Data extracted from a collection ->
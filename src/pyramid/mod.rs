//! Reduction policy and pyramid construction.
//!
//! Oversized images are first brought under a pixel budget by plain stride
//! subsampling ([`ReductionDecision`]); the pyramid is then built on that base
//! by repeated smoothed halving ([`Pyramid`]).

mod builder;
mod reduction;

pub use builder::{level_dimensions, Pyramid, DEFAULT_MIN_SIZE};
pub use reduction::{reduction_factor, ReductionDecision};
//! Command-line configuration for mrc-pyramid.
//!
//! Every `convert` option can also be set through an environment variable
//! with the `MRCP_` prefix:
//!
//! - `MRCP_FOLDER` - Folder to search for montages
//! - `MRCP_NO_RECURSIVE` - Only search the top level of the folder
//! - `MRCP_CREATE_H5` - Write HDF5/BDV for large images (default: false)
//! - `MRCP_MIN_SIZE` - Pyramid stop threshold (default: 512)
//! - `MRCP_TILE_SIZE` - OME-TIFF tile edge (default: 256)
//! - `MRCP_COMPRESSION` - OME-TIFF tile codec, `none` or `deflate` (default: deflate)
//! - `MRCP_DEFLATE_LEVEL` - Deflate level (default: 6)
//! - `MRCP_H5_COMPRESSION` - HDF5 filter, `none` or `gzip` (default: gzip)
//! - `MRCP_GZIP_LEVEL` - Gzip level (default: 4)
//! - `MRCP_REDUCTION_TARGET` - Pixel budget of reduced outputs (default: 1e9)
//! - `MRCP_LARGE_THRESHOLD` - Pixel count above which an image is large (default: 2e9)
//! - `MRCP_EXTRACTPIECES` / `MRCP_BLENDMONT` - Stitcher programs
//! - `MRCP_KEEP_INTERMEDIATES` - Keep stitcher artifacts
//! - `MRCP_SUMMARY_JSON` - Write the batch summary to this file

use std::path::PathBuf;

use clap::{Parser, Subcommand, ValueEnum};

use crate::convert::{
    ConvertOptions, ImodStitcher, DEFAULT_BLENDMONT, DEFAULT_EXTRACTPIECES,
    DEFAULT_LARGE_THRESHOLD, DEFAULT_REDUCTION_TARGET,
};
use crate::format::bdv::{hdf5_available, H5Compression, H5Options, DEFAULT_CHUNK_SIZE, DEFAULT_GZIP_LEVEL};
use crate::format::ome::{OmeTiffOptions, DEFAULT_TILE_SIZE};
use crate::format::tiff::{TileCompression, DEFAULT_DEFLATE_LEVEL, TILE_ALIGNMENT};
use crate::pyramid::DEFAULT_MIN_SIZE;

// =============================================================================
// CLI
// =============================================================================

/// mrc-pyramid - Convert stitched EM montages into calibrated pyramids.
#[derive(Parser, Debug)]
#[command(name = "mrc-pyramid")]
#[command(author, version, about, long_about = None)]
pub struct Cli {
    #[command(subcommand)]
    pub command: Command,
}

impl Cli {
    pub fn into_command(self) -> Command {
        self.command
    }
}

#[derive(Subcommand, Debug, Clone)]
pub enum Command {
    /// Stitch every montage in a folder and write its pyramids.
    Convert(ConvertConfig),

    /// Report the level structure and calibration of an OME-TIFF.
    Inspect(InspectConfig),
}

/// Tile codec of the OME-TIFF output.
#[derive(ValueEnum, Debug, Clone, Copy, PartialEq, Eq)]
pub enum OmeCompressionArg {
    None,
    Deflate,
}

/// Dataset filter of the HDF5 output.
#[derive(ValueEnum, Debug, Clone, Copy, PartialEq, Eq)]
pub enum H5CompressionArg {
    None,
    Gzip,
}

// =============================================================================
// Convert
// =============================================================================

#[derive(Parser, Debug, Clone)]
pub struct ConvertConfig {
    /// Folder containing the `.mrc` montages and their `.mrc.mdoc` descriptors.
    #[arg(env = "MRCP_FOLDER")]
    pub folder: PathBuf,

    /// Search sub-folders too (default).
    #[arg(long, overrides_with = "no_recursive")]
    pub recursive: bool,

    /// Only search the top level of the folder.
    #[arg(long, overrides_with = "recursive", env = "MRCP_NO_RECURSIVE")]
    pub no_recursive: bool,

    // =========================================================================
    // Outputs
    // =========================================================================
    /// Write HDF5 + BigDataViewer XML for large images instead of a reduced OME-TIFF.
    #[arg(long, default_value_t = false, env = "MRCP_CREATE_H5")]
    pub create_h5: bool,

    /// Stop adding pyramid levels once the smaller side is below twice this.
    #[arg(long, default_value_t = DEFAULT_MIN_SIZE, env = "MRCP_MIN_SIZE")]
    pub min_size: usize,

    /// OME-TIFF tile edge in pixels (multiple of 16).
    #[arg(long, default_value_t = DEFAULT_TILE_SIZE, env = "MRCP_TILE_SIZE")]
    pub tile_size: u32,

    /// OME-TIFF tile compression.
    #[arg(long, value_enum, default_value_t = OmeCompressionArg::Deflate, env = "MRCP_COMPRESSION")]
    pub compression: OmeCompressionArg,

    /// Deflate level for OME-TIFF tiles (0-9).
    #[arg(long, default_value_t = DEFAULT_DEFLATE_LEVEL, env = "MRCP_DEFLATE_LEVEL")]
    pub deflate_level: u32,

    /// HDF5 dataset compression.
    #[arg(long, value_enum, default_value_t = H5CompressionArg::Gzip, env = "MRCP_H5_COMPRESSION")]
    pub h5_compression: H5CompressionArg,

    /// Gzip level for HDF5 datasets (0-9).
    #[arg(long, default_value_t = DEFAULT_GZIP_LEVEL, env = "MRCP_GZIP_LEVEL")]
    pub gzip_level: u8,

    // =========================================================================
    // Thresholds
    // =========================================================================
    /// Pixel budget of the reduced OME-TIFF written for large images.
    #[arg(long, default_value_t = DEFAULT_REDUCTION_TARGET, env = "MRCP_REDUCTION_TARGET")]
    pub reduction_target: u64,

    /// Stitched images with more pixels than this are treated as large.
    #[arg(long, default_value_t = DEFAULT_LARGE_THRESHOLD, env = "MRCP_LARGE_THRESHOLD")]
    pub large_threshold: u64,

    // =========================================================================
    // Stitcher
    // =========================================================================
    /// Program that extracts the piece layout of a montage.
    #[arg(long, default_value = DEFAULT_EXTRACTPIECES, env = "MRCP_EXTRACTPIECES")]
    pub extractpieces: PathBuf,

    /// Program that blends a montage into one image.
    #[arg(long, default_value = DEFAULT_BLENDMONT, env = "MRCP_BLENDMONT")]
    pub blendmont: PathBuf,

    /// Keep the layout, edge and blended files after conversion.
    #[arg(long, default_value_t = false, env = "MRCP_KEEP_INTERMEDIATES")]
    pub keep_intermediates: bool,

    // =========================================================================
    // Reporting
    // =========================================================================
    /// Write the batch summary as JSON to this file.
    #[arg(long, env = "MRCP_SUMMARY_JSON")]
    pub summary_json: Option<PathBuf>,

    /// Enable verbose logging (debug level).
    #[arg(short, long, default_value_t = false)]
    pub verbose: bool,
}

impl ConvertConfig {
    /// Validate the configuration and return an error message if invalid.
    pub fn validate(&self) -> Result<(), String> {
        if !self.folder.is_dir() {
            return Err(format!("Folder not found: {}", self.folder.display()));
        }

        if self.tile_size == 0 || self.tile_size % TILE_ALIGNMENT != 0 {
            return Err(format!(
                "tile_size must be a non-zero multiple of {}",
                TILE_ALIGNMENT
            ));
        }

        if self.min_size == 0 {
            return Err("min_size must be greater than 0".to_string());
        }

        if self.deflate_level > 9 {
            return Err("deflate_level must be between 0 and 9".to_string());
        }
        if self.gzip_level > 9 {
            return Err("gzip_level must be between 0 and 9".to_string());
        }

        if self.reduction_target == 0 {
            return Err("reduction_target must be greater than 0".to_string());
        }
        if self.large_threshold == 0 {
            return Err("large_threshold must be greater than 0".to_string());
        }

        if self.create_h5 && !hdf5_available() {
            return Err(
                "--create-h5 needs HDF5 support; rebuild with the `hdf5` feature".to_string(),
            );
        }

        Ok(())
    }

    /// Whether sub-folders are searched.
    pub fn is_recursive(&self) -> bool {
        !self.no_recursive
    }

    /// Pipeline options for these settings.
    pub fn to_options(&self) -> ConvertOptions {
        let compression = match self.compression {
            OmeCompressionArg::None => TileCompression::None,
            OmeCompressionArg::Deflate => TileCompression::Deflate {
                level: self.deflate_level,
            },
        };
        let h5_compression = match self.h5_compression {
            H5CompressionArg::None => H5Compression::None,
            H5CompressionArg::Gzip => H5Compression::Gzip {
                level: self.gzip_level,
            },
        };

        ConvertOptions {
            create_h5: self.create_h5,
            min_size: self.min_size,
            ome: OmeTiffOptions {
                tile_size: self.tile_size,
                compression,
                image_name: None,
            },
            h5: H5Options {
                compression: h5_compression,
                chunk_size: DEFAULT_CHUNK_SIZE,
            },
            reduction_target: self.reduction_target,
            large_threshold: self.large_threshold,
            keep_intermediates: self.keep_intermediates,
        }
    }

    /// Stitcher running the configured programs.
    pub fn stitcher(&self) -> ImodStitcher {
        ImodStitcher::new(&self.extractpieces, &self.blendmont)
    }
}

// =============================================================================
// Inspect
// =============================================================================

#[derive(Parser, Debug, Clone)]
pub struct InspectConfig {
    /// OME-TIFF file to inspect.
    pub file: PathBuf,

    /// Print the report as JSON.
    #[arg(long, default_value_t = false)]
    pub json: bool,

    /// Enable verbose logging (debug level).
    #[arg(short, long, default_value_t = false)]
    pub verbose: bool,
}

impl InspectConfig {
    pub fn validate(&self) -> Result<(), String> {
        if !self.file.is_file() {
            return Err(format!("File not found: {}", self.file.display()));
        }
        Ok(())
    }
}

// =============================================================================
// Tests
// =============================================================================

What to do ->
Lines above that contain the string "montages" make up the answer.

Solved problem ->
//! - `MRCP_FOLDER` - Folder to search for montages
/// mrc-pyramid - Convert stitched EM montages into calibrated pyramids.
    /// Folder containing the `.mrc` montages and their `.mrc.mdoc` descriptors.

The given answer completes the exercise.